ASSIGNMENT: Comb the records below for the string "apply" and copy each line where it turns up.

GIVEN RECORDS:
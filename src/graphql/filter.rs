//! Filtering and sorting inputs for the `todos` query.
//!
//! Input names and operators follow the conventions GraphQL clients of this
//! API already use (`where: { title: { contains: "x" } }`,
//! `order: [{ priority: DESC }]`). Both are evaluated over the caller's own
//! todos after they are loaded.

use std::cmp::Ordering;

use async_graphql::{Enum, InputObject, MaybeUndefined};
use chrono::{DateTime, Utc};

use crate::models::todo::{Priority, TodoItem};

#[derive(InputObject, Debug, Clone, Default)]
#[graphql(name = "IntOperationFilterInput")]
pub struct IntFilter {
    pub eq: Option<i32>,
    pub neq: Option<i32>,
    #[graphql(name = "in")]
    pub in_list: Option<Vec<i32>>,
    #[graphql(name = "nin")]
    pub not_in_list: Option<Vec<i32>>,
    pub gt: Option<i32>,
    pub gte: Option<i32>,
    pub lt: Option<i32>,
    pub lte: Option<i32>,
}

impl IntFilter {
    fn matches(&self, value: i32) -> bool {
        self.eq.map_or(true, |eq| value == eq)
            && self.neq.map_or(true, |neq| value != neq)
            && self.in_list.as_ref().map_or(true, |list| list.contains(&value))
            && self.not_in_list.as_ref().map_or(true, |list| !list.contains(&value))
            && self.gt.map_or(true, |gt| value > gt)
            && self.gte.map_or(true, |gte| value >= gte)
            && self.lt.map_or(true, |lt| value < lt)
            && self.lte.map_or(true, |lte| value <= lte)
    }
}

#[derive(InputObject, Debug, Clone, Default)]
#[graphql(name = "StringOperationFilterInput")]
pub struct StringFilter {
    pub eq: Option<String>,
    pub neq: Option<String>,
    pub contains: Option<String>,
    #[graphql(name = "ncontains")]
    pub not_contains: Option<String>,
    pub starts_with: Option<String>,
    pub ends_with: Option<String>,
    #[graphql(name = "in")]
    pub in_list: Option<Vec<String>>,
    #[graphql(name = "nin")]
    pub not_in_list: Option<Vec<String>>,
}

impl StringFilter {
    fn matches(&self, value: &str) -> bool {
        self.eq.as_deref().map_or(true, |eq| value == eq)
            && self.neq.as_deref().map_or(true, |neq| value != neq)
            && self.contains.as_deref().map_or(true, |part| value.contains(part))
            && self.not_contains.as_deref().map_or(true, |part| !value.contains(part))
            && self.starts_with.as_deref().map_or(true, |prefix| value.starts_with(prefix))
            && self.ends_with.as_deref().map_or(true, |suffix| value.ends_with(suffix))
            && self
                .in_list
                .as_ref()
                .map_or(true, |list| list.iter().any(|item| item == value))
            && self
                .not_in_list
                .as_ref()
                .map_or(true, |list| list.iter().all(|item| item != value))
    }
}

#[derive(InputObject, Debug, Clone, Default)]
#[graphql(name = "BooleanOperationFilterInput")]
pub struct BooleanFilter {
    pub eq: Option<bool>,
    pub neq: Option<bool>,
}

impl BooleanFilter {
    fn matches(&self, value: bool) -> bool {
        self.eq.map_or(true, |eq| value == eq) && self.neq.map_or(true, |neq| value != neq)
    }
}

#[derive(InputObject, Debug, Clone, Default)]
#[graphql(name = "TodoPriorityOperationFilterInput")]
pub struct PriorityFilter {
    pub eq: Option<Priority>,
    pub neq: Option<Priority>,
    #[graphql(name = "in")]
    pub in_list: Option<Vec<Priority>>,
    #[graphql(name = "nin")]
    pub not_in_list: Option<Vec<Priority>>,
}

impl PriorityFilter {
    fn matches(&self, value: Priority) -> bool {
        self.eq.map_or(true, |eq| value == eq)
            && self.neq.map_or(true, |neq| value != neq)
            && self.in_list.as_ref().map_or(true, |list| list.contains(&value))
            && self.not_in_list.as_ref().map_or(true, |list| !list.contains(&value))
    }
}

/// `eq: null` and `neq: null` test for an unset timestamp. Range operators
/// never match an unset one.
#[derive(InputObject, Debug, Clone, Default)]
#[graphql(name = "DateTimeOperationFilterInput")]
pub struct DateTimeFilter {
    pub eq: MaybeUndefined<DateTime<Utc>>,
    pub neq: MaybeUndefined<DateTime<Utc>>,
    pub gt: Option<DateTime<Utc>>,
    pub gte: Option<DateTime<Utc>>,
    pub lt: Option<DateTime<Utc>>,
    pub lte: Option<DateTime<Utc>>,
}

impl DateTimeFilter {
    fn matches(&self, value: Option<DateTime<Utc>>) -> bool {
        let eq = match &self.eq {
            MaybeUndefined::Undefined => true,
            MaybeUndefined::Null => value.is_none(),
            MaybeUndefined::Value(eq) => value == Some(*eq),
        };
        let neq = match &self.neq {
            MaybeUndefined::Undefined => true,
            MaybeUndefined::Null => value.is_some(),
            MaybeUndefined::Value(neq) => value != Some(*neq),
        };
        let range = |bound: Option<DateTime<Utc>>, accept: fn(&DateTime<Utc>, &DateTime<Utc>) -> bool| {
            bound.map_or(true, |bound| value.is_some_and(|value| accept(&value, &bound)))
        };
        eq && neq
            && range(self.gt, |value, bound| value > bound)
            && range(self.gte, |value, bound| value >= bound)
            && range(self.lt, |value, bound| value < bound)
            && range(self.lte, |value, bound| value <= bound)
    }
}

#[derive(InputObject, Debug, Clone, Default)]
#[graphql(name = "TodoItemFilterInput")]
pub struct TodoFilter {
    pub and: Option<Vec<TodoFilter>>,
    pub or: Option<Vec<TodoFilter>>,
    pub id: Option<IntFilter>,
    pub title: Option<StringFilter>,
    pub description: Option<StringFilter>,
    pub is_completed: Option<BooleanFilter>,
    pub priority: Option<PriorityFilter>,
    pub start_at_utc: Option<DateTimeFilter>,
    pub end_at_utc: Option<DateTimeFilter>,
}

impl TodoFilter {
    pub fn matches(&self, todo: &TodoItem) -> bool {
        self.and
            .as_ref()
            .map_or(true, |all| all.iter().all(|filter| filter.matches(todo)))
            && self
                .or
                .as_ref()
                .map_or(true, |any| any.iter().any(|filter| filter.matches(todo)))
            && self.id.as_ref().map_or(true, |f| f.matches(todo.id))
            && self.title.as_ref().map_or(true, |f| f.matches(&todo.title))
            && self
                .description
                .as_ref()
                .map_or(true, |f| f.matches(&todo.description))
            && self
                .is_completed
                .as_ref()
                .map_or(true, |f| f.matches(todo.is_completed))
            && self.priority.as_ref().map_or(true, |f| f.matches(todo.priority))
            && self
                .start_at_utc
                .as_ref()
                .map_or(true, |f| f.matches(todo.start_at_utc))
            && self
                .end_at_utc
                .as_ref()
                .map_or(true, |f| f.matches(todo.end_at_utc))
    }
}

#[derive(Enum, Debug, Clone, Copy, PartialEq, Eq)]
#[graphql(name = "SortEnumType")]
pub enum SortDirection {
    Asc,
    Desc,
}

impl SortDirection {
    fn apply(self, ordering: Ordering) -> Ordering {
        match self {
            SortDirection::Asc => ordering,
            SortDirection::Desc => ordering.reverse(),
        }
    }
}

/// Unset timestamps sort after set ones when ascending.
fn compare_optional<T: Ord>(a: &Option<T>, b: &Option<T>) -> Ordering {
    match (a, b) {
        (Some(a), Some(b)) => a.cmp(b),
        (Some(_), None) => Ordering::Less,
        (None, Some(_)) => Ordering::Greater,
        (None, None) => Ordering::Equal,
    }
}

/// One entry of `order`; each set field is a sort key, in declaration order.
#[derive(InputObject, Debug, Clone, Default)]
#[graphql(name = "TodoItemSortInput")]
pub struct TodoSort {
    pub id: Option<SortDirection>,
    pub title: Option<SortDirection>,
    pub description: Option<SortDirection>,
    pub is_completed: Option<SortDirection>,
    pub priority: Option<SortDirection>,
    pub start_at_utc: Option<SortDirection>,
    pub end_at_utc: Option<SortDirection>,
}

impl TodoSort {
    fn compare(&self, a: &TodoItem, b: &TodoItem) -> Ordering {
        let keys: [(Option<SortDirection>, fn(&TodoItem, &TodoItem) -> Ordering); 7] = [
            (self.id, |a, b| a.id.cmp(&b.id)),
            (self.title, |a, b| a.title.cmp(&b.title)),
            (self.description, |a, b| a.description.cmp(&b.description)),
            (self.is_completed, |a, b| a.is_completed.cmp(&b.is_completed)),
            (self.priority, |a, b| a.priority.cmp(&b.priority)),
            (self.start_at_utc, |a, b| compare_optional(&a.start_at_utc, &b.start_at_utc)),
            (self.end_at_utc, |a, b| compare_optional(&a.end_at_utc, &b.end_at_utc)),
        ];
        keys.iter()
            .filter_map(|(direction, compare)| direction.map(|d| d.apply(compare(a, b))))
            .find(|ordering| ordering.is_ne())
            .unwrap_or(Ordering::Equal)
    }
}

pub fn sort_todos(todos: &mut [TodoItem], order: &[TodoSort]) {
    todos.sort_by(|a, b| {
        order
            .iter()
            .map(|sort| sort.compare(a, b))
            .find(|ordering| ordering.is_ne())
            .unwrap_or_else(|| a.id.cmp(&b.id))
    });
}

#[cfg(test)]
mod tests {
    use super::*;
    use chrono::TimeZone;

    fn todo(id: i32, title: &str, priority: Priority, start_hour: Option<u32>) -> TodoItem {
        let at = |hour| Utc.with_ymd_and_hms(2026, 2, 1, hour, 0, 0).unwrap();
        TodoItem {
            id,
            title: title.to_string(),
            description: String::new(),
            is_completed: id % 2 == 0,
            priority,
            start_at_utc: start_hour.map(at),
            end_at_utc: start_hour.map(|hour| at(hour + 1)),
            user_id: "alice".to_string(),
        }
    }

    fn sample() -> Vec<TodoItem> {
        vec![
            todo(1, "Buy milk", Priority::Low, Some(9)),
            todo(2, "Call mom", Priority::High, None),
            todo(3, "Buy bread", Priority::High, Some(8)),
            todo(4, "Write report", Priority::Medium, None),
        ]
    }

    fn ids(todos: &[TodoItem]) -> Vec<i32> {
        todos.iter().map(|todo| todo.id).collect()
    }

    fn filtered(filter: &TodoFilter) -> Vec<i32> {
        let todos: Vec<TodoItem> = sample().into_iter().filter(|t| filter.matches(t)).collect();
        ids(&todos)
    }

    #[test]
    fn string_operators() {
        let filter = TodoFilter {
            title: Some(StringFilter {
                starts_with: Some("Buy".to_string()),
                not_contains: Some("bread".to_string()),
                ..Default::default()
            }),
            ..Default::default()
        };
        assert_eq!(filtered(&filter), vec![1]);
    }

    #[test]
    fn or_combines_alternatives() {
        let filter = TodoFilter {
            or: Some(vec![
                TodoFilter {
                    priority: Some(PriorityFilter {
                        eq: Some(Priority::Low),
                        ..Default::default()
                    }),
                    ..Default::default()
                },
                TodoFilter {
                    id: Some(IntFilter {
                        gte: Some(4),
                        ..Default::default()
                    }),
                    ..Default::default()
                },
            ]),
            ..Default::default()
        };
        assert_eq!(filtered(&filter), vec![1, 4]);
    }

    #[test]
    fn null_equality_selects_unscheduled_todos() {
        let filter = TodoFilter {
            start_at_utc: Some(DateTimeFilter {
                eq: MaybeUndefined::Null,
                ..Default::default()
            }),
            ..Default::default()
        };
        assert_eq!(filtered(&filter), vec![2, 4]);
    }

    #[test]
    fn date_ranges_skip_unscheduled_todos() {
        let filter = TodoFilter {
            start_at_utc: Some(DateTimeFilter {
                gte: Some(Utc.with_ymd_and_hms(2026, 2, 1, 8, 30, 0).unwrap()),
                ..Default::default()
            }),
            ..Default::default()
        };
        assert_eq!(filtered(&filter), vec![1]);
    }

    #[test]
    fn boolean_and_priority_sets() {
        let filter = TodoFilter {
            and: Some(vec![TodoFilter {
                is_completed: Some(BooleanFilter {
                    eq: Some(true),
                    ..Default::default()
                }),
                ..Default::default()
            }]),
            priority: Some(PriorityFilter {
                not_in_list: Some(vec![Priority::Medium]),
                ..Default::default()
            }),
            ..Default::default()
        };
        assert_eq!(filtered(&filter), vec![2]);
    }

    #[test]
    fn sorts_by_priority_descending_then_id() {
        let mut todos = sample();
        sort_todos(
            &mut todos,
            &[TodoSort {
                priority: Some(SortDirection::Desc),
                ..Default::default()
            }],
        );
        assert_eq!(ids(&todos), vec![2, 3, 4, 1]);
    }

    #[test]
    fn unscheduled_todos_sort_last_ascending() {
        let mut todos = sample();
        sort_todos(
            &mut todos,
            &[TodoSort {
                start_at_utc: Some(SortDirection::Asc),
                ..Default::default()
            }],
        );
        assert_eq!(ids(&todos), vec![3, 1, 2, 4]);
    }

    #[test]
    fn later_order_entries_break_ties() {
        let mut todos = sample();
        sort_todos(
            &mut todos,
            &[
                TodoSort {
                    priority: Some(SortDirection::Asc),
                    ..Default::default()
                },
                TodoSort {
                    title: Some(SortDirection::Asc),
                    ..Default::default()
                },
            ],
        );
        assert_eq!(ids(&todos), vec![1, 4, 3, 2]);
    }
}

* * *

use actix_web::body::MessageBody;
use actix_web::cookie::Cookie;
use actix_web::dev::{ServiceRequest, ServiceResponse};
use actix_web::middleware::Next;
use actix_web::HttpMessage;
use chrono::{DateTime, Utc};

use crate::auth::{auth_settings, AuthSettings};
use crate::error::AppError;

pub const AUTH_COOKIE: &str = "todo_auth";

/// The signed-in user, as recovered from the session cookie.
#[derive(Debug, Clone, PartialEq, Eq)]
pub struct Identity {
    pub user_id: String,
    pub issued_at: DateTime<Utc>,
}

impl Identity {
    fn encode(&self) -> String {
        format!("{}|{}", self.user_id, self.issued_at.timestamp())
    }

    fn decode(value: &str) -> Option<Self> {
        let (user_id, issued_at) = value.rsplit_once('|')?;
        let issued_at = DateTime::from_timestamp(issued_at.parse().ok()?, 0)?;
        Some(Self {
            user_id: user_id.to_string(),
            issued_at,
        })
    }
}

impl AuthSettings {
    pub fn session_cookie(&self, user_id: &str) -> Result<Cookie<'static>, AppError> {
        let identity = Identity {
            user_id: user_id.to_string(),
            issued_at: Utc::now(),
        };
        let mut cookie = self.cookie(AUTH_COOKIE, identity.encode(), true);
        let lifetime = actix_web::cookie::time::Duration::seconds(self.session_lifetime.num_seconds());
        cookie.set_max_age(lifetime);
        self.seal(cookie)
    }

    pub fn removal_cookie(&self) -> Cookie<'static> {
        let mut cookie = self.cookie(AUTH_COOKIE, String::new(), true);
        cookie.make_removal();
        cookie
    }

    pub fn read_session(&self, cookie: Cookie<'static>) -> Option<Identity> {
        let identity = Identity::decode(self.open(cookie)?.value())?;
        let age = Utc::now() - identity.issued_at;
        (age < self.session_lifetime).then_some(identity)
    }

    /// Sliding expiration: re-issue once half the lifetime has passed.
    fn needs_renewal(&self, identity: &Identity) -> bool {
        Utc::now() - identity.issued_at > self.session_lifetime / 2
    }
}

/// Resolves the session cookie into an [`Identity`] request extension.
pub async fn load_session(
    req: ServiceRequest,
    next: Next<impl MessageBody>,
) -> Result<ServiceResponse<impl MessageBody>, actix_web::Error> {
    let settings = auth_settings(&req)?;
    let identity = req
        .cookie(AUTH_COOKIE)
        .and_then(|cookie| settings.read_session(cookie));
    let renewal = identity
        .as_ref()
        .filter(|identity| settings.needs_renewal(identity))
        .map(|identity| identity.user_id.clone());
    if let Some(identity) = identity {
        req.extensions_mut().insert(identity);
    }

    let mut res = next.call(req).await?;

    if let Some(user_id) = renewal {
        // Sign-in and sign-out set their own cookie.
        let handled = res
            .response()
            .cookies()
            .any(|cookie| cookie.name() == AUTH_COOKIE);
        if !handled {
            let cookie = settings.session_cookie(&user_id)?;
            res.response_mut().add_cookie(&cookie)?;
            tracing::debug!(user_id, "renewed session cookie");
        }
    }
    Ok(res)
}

...

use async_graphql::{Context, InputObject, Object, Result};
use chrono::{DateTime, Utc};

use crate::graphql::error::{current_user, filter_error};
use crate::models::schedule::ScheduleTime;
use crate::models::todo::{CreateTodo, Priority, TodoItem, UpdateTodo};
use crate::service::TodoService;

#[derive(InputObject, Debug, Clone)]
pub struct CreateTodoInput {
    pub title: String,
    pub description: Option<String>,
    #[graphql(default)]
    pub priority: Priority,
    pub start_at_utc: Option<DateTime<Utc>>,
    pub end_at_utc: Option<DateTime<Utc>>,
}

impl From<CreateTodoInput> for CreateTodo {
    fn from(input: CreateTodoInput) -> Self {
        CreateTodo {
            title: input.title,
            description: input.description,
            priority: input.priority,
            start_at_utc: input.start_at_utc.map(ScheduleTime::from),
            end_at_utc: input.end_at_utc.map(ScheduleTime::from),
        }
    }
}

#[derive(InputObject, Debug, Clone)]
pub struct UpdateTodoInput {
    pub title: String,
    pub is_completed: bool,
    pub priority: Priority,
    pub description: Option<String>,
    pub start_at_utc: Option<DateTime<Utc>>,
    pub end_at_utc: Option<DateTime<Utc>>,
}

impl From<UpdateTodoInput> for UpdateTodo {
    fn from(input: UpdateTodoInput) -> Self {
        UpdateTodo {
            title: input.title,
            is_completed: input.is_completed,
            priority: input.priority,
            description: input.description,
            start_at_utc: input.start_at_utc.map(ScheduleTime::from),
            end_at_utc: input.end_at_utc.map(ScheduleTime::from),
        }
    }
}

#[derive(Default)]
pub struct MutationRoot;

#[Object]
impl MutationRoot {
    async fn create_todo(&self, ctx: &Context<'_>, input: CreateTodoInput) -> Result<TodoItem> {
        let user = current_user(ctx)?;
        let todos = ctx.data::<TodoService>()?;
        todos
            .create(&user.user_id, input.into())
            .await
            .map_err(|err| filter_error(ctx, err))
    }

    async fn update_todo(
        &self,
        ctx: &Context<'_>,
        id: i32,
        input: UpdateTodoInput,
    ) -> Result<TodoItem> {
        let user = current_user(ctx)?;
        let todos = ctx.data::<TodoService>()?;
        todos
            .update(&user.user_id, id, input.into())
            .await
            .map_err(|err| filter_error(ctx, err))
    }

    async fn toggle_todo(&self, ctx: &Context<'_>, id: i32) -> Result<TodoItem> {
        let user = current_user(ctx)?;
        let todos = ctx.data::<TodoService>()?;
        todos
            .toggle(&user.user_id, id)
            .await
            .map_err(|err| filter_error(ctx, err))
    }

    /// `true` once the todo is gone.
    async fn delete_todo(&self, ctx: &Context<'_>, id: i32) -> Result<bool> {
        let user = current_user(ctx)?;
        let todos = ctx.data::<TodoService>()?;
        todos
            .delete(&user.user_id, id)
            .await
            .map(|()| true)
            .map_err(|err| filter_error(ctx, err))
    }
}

PROBLEM SOLUTION:
    fn apply(self, ordering: Ordering) -> Ordering {
            .filter_map(|(direction, compare)| direction.map(|d| d.apply(compare(a, b))))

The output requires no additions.